> **Directions for this task**
Scan the entries below and count the lines holding the string "label". Supply only the number.

= = = = =

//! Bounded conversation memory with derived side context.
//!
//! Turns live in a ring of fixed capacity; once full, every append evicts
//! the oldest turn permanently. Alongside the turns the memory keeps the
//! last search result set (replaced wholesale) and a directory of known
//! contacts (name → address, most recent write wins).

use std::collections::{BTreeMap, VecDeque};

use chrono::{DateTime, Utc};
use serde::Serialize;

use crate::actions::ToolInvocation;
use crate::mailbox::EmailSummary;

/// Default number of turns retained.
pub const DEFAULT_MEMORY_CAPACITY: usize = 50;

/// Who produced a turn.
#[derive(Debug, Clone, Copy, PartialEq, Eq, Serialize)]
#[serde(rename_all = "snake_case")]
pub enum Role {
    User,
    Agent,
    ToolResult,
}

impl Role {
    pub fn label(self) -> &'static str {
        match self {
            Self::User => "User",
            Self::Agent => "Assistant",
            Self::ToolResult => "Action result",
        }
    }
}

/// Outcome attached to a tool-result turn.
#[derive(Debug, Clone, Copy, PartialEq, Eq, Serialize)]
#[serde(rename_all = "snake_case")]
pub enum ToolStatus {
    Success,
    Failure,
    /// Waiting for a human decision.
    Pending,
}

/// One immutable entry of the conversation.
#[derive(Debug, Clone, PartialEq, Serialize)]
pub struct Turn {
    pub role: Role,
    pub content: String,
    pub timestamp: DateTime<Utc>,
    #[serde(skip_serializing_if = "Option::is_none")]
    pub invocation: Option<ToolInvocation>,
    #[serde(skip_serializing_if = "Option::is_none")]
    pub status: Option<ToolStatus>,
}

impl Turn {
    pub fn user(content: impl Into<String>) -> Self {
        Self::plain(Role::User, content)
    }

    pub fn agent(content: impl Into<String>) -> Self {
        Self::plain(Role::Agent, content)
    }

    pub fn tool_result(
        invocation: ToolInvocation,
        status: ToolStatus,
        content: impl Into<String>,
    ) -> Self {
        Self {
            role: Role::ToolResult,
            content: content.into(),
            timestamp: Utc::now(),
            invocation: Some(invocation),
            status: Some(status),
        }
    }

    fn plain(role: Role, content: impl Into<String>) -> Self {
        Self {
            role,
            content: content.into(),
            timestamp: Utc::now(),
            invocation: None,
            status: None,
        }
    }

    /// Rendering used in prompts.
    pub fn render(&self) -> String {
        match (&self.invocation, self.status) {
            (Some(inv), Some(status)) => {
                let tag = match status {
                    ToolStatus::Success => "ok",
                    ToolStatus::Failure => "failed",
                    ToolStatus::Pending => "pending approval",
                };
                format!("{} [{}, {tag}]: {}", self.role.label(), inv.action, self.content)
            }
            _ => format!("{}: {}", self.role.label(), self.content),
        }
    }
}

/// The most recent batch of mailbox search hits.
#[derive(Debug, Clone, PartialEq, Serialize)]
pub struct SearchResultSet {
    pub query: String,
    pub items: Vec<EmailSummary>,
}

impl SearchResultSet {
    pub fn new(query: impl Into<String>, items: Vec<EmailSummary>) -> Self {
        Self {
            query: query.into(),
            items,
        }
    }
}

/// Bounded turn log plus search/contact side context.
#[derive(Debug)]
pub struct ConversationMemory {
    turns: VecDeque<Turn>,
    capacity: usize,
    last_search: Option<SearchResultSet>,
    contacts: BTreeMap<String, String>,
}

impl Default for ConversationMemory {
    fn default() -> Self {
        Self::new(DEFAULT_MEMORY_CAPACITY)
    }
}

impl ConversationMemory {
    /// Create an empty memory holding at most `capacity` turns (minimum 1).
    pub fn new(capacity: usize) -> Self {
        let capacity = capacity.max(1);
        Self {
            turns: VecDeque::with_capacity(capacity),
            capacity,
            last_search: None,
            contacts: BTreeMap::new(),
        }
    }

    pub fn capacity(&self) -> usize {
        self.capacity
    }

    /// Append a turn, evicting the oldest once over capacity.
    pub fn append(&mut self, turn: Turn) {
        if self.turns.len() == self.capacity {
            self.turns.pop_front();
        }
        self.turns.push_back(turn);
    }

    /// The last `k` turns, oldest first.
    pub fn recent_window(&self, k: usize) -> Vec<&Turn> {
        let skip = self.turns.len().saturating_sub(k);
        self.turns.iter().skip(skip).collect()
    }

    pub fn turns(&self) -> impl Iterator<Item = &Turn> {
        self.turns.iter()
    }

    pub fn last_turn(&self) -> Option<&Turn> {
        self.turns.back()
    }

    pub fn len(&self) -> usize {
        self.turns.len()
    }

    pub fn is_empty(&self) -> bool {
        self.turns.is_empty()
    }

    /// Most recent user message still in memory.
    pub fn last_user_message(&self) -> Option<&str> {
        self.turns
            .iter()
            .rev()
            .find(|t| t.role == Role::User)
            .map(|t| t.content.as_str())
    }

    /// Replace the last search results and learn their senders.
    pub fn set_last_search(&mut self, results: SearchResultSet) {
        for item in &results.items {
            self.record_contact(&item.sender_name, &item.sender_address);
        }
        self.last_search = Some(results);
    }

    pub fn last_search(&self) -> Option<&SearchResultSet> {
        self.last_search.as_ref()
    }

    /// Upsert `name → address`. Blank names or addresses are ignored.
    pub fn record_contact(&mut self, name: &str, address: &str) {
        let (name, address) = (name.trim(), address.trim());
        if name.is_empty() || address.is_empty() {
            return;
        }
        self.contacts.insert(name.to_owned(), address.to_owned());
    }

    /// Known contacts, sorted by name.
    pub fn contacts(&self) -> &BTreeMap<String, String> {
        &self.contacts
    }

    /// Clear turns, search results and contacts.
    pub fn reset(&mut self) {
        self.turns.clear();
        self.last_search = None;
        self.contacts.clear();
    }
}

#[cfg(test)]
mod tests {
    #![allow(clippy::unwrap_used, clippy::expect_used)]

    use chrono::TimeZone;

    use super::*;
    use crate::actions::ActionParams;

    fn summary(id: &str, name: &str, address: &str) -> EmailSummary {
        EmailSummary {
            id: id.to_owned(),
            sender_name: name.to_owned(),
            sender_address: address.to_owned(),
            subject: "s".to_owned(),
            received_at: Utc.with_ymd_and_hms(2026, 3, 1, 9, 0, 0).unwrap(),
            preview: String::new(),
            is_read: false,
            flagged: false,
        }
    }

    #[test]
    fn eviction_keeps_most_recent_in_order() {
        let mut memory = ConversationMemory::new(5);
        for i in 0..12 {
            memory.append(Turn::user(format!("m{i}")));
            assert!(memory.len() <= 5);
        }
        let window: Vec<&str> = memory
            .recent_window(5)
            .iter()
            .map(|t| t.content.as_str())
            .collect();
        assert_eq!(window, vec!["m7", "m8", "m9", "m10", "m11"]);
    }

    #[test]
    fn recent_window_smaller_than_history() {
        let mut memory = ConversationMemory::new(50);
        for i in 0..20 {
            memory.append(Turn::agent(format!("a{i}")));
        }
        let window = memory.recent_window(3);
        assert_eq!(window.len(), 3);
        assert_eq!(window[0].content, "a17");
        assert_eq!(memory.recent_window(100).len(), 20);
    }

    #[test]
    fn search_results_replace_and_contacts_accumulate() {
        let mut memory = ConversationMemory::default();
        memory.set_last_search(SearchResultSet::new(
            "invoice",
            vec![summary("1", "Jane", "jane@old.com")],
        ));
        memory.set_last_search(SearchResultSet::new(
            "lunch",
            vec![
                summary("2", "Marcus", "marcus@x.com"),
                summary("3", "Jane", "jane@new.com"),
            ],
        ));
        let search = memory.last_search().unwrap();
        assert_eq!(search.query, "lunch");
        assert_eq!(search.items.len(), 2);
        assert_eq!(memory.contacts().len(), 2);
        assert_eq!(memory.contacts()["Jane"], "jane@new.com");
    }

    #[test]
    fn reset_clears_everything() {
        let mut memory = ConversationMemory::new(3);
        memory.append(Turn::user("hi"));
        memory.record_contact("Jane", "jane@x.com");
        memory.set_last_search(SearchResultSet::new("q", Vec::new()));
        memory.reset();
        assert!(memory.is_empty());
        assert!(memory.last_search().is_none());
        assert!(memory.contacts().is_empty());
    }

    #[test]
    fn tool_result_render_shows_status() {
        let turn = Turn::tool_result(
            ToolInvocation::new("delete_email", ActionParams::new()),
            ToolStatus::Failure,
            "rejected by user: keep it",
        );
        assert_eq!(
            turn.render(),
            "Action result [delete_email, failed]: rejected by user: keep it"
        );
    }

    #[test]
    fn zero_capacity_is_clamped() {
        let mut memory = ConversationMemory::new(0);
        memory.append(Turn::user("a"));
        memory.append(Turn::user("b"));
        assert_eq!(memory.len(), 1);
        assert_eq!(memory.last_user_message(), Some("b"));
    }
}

= = = = =

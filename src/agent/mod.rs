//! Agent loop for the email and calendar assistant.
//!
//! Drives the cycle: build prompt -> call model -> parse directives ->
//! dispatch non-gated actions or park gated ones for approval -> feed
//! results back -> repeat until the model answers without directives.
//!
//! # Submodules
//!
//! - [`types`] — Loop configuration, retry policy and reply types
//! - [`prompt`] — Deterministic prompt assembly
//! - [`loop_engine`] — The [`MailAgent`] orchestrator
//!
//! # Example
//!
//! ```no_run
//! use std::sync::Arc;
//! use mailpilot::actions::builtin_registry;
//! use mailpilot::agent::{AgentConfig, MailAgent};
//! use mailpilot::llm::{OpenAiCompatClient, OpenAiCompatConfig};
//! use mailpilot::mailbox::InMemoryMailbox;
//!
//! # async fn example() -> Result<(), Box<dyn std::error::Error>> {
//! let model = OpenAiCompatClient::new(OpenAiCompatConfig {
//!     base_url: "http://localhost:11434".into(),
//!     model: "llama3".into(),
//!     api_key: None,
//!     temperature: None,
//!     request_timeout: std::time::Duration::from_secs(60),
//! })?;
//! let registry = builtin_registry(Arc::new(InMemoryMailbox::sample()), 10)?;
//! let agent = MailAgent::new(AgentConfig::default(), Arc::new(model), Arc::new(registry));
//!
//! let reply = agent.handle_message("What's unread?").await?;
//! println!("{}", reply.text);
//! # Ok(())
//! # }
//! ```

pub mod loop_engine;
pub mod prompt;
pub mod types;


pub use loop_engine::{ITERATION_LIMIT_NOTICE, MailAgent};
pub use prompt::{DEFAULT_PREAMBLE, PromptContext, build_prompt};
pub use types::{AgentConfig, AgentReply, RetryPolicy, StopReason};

= = = = =

> **Answer to this problem**
3